Write out exactly what each line says, starting with the first line below and ending on the one with "non-blocking outbound half".

Saved data entries ::
********

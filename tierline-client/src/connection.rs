//! Framed TCP event channels.
//!
//! Every channel carries length-delimited frames, one [`RelayMessage`] per
//! frame, encoded with the configured [`WireFormat`]. Both sides of a channel
//! get the same shape of object back:
//! - [`ConnectionHandle`] - cloneable, non-blocking outbound half
//! - [`MessageStream`] - inbound half, ends when the peer goes away

use crate::error::ClientError;
use crate::message::{RelayMessage, WireFormat};
use crate::stream::MessageStream;
use crate::Result;

use bytes::Bytes;
use futures::{SinkExt, StreamExt};
use serde::Serialize;
use std::net::SocketAddr;
use std::sync::atomic::{AtomicU64, Ordering};
use std::sync::Arc;
use std::time::Duration;
use tokio::net::{TcpListener, TcpStream};
use tokio::sync::mpsc;
use tokio::sync::mpsc::error::TrySendError;
use tokio::time::timeout;
use tokio_util::codec::{FramedRead, FramedWrite, LengthDelimitedCodec};

/// Default timeout for establishing a connection.
const CONNECT_TIMEOUT: Duration = Duration::from_secs(10);

/// Largest frame accepted from a peer.
pub const MAX_FRAME_SIZE: usize = 8 * 1024 * 1024;

/// Messages queued for a peer before emits start being dropped.
const OUTBOUND_CAPACITY: usize = 1024;

/// Messages buffered from a peer before the reader applies backpressure.
const INBOUND_CAPACITY: usize = 256;

static NEXT_CONNECTION_ID: AtomicU64 = AtomicU64::new(1);

fn frame_codec() -> LengthDelimitedCodec {
    LengthDelimitedCodec::builder()
        .max_frame_length(MAX_FRAME_SIZE)
        .new_codec()
}

/// Outbound half of a connection.
///
/// Emitting never waits on the peer: messages go into a bounded queue drained
/// by a dedicated writer task. A full queue or a closed connection drops the
/// message.
#[derive(Clone, Debug)]
pub struct ConnectionHandle {
    id: u64,
    peer: SocketAddr,
    source: Arc<str>,
    outbound: mpsc::Sender<RelayMessage>,
}

impl ConnectionHandle {
    pub(crate) fn new(
        peer: SocketAddr,
        source: &str,
        outbound: mpsc::Sender<RelayMessage>,
    ) -> Self {
        Self {
            id: NEXT_CONNECTION_ID.fetch_add(1, Ordering::Relaxed),
            peer,
            source: Arc::from(source),
            outbound,
        }
    }

    /// Process-unique identifier of this connection.
    #[must_use]
    pub fn id(&self) -> u64 {
        self.id
    }

    /// Address of the remote end.
    #[must_use]
    pub fn peer_addr(&self) -> SocketAddr {
        self.peer
    }

    /// Name stamped into the `source` of every emitted message.
    #[must_use]
    pub fn source(&self) -> &str {
        &self.source
    }

    /// Whether the writer side has shut down.
    #[must_use]
    pub fn is_closed(&self) -> bool {
        self.outbound.is_closed()
    }

    /// Emit an event with the given payload.
    ///
    /// Returns `true` if the message was queued for delivery.
    pub fn emit(&self, event: &str, payload: impl Serialize) -> bool {
        let message = RelayMessage::new(event)
            .with_source(&self.source)
            .with_payload(payload);
        self.send(message)
    }

    /// Queue a prebuilt message for delivery.
    ///
    /// Returns `true` if the message was queued.
    pub fn send(&self, message: RelayMessage) -> bool {
        match self.outbound.try_send(message) {
            Ok(()) => true,
            Err(TrySendError::Full(message)) => {
                tracing::warn!(
                    "Outbound queue to {} is full, dropping {}",
                    self.peer,
                    message.event
                );
                false
            }
            Err(TrySendError::Closed(message)) => {
                tracing::debug!(
                    "Connection {} to {} is closed, dropping {}",
                    self.id,
                    self.peer,
                    message.event
                );
                false
            }
        }
    }
}

/// Both halves of an established event channel.
pub struct Connection {
    /// Outbound half.
    pub handle: ConnectionHandle,
    /// Inbound half.
    pub stream: MessageStream,
}

impl Connection {
    /// Split a connected socket into reader and writer tasks.
    fn spawn(socket: TcpStream, source: &str, format: WireFormat) -> Result<Self> {
        let peer = socket.peer_addr()?;
        socket.set_nodelay(true)?;
        let (reader, writer) = socket.into_split();

        let (out_tx, mut out_rx) = mpsc::channel::<RelayMessage>(OUTBOUND_CAPACITY);
        let (in_tx, in_rx) = mpsc::channel(INBOUND_CAPACITY);

        let mut frames_out = FramedWrite::new(writer, frame_codec());
        tokio::spawn(async move {
            while let Some(message) = out_rx.recv().await {
                let bytes = match message.encode(format) {
                    Ok(bytes) => bytes,
                    Err(e) => {
                        tracing::warn!("Failed to encode {} for {}: {}", message.event, peer, e);
                        continue;
                    }
                };
                if let Err(e) = frames_out.send(Bytes::from(bytes)).await {
                    tracing::debug!("Write to {} failed: {}", peer, e);
                    break;
                }
            }
            let _ = SinkExt::<Bytes>::close(&mut frames_out).await;
        });

        let mut frames_in = FramedRead::new(reader, frame_codec());
        tokio::spawn(async move {
            while let Some(frame) = frames_in.next().await {
                match frame {
                    Ok(bytes) => match RelayMessage::decode(&bytes, format) {
                        Ok(message) => {
                            if in_tx.send(message).await.is_err() {
                                break; // Receiver dropped
                            }
                        }
                        Err(e) => {
                            tracing::warn!("Dropping undecodable frame from {}: {}", peer, e);
                        }
                    },
                    Err(e) => {
                        tracing::debug!("Connection to {} closed: {}", peer, e);
                        break;
                    }
                }
            }
        });

        Ok(Self {
            handle: ConnectionHandle::new(peer, source, out_tx),
            stream: MessageStream::new(in_rx),
        })
    }
}

/// Open an event channel to a listening peer.
///
/// `source` names this side of the channel in every message it emits.
///
/// # Errors
///
/// Returns an error if the peer cannot be reached within the connect timeout.
pub async fn connect(addr: &str, source: &str, format: WireFormat) -> Result<Connection> {
    let socket = timeout(CONNECT_TIMEOUT, TcpStream::connect(addr))
        .await
        .map_err(|_| ClientError::ConnectionFailed {
            addr: addr.to_string(),
            reason: "timed out".to_string(),
        })?
        .map_err(|e| ClientError::ConnectionFailed {
            addr: addr.to_string(),
            reason: e.to_string(),
        })?;

    tracing::debug!("Connected to {} as {}", addr, source);
    Connection::spawn(socket, source, format)
}

/// Accepts inbound event channels.
pub struct EventListener {
    listener: TcpListener,
    source: String,
    format: WireFormat,
}

impl EventListener {
    /// Bind a listener on `addr`.
    ///
    /// # Errors
    ///
    /// Returns an error if the address cannot be bound.
    pub async fn bind(addr: &str, source: &str, format: WireFormat) -> Result<Self> {
        let listener = TcpListener::bind(addr).await?;
        Ok(Self {
            listener,
            source: source.to_string(),
            format,
        })
    }

    /// The address actually bound (useful with port 0).
    ///
    /// # Errors
    ///
    /// Returns an error if the socket has no local address.
    pub fn local_addr(&self) -> Result<SocketAddr> {
        Ok(self.listener.local_addr()?)
    }

    /// Wire format used for accepted connections.
    #[must_use]
    pub fn format(&self) -> WireFormat {
        self.format
    }

    /// Wait for the next peer.
    ///
    /// # Errors
    ///
    /// Returns an error if accepting fails.
    pub async fn accept(&self) -> Result<Connection> {
        let (socket, _) = self.listener.accept().await?;
        Connection::spawn(socket, &self.source, self.format)
    }
}

#[cfg(test)]
mod tests {
    use super::*;
    use serde_json::json;

    async fn pair(format: WireFormat) -> Result<(Connection, Connection)> {
        let listener = EventListener::bind("127.0.0.1:0", "server", format).await?;
        let addr = listener.local_addr()?.to_string();
        let (client, server) = tokio::join!(connect(&addr, "client", format), listener.accept());
        Ok((client?, server?))
    }

    #[tokio::test]
    async fn test_events_flow_both_ways() -> std::result::Result<(), Box<dyn std::error::Error>> {
        for format in [WireFormat::Json, WireFormat::Messagepack] {
            let (mut client, mut server) = pair(format).await?;

            assert!(client.handle.emit("db:query", json!({"queryId": 1})));
            let received = server.stream.next().await.ok_or("server stream ended")?;
            assert_eq!(received.event, "db:query");
            assert_eq!(received.source, "client");
            assert_eq!(received.payload["queryId"], 1);

            assert!(server.handle.emit("db:result", json!({"queryId": 1, "success": true})));
            let reply = client.stream.next().await.ok_or("client stream ended")?;
            assert_eq!(reply.event, "db:result");
            assert_eq!(reply.source, "server");
        }
        Ok(())
    }

    #[tokio::test]
    async fn test_stream_ends_when_peer_drops() -> std::result::Result<(), Box<dyn std::error::Error>>
    {
        let (client, mut server) = pair(WireFormat::Json).await?;
        drop(client);
        assert!(server.stream.next().await.is_none());
        Ok(())
    }

    #[tokio::test]
    async fn test_emit_after_close_is_noop() {
        let (tx, rx) = mpsc::channel(1);
        drop(rx);
        let handle = ConnectionHandle::new("127.0.0.1:9".parse().unwrap(), "edge", tx);

        assert!(handle.is_closed());
        assert!(!handle.emit("users-data", json!({"success": true})));
    }

    #[tokio::test]
    async fn test_full_queue_drops_instead_of_blocking() {
        let (tx, _rx) = mpsc::channel(1);
        let handle = ConnectionHandle::new("127.0.0.1:9".parse().unwrap(), "edge", tx);

        assert!(handle.emit("db-stats", json!({"userCount": 1})));
        assert!(!handle.emit("db-stats", json!({"userCount": 2})));
    }

    #[tokio::test]
    async fn test_connect_to_closed_port_fails() -> std::result::Result<(), Box<dyn std::error::Error>>
    {
        let listener = TcpListener::bind("127.0.0.1:0").await?;
        let addr = listener.local_addr()?.to_string();
        drop(listener);

        let result = connect(&addr, "edge", WireFormat::Json).await;
        assert!(matches!(result, Err(ClientError::ConnectionFailed { .. })));
        Ok(())
    }
}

********

Completed exercise ::
filename tierline-client/src/connection.rs
//! Framed TCP event channels.
//!
//! Every channel carries length-delimited frames, one [`RelayMessage`] per
//! frame, encoded with the configured [`WireFormat`]. Both sides of a channel
//! get the same shape of object back:
//! - [`ConnectionHandle`] - cloneable, non-blocking outbound half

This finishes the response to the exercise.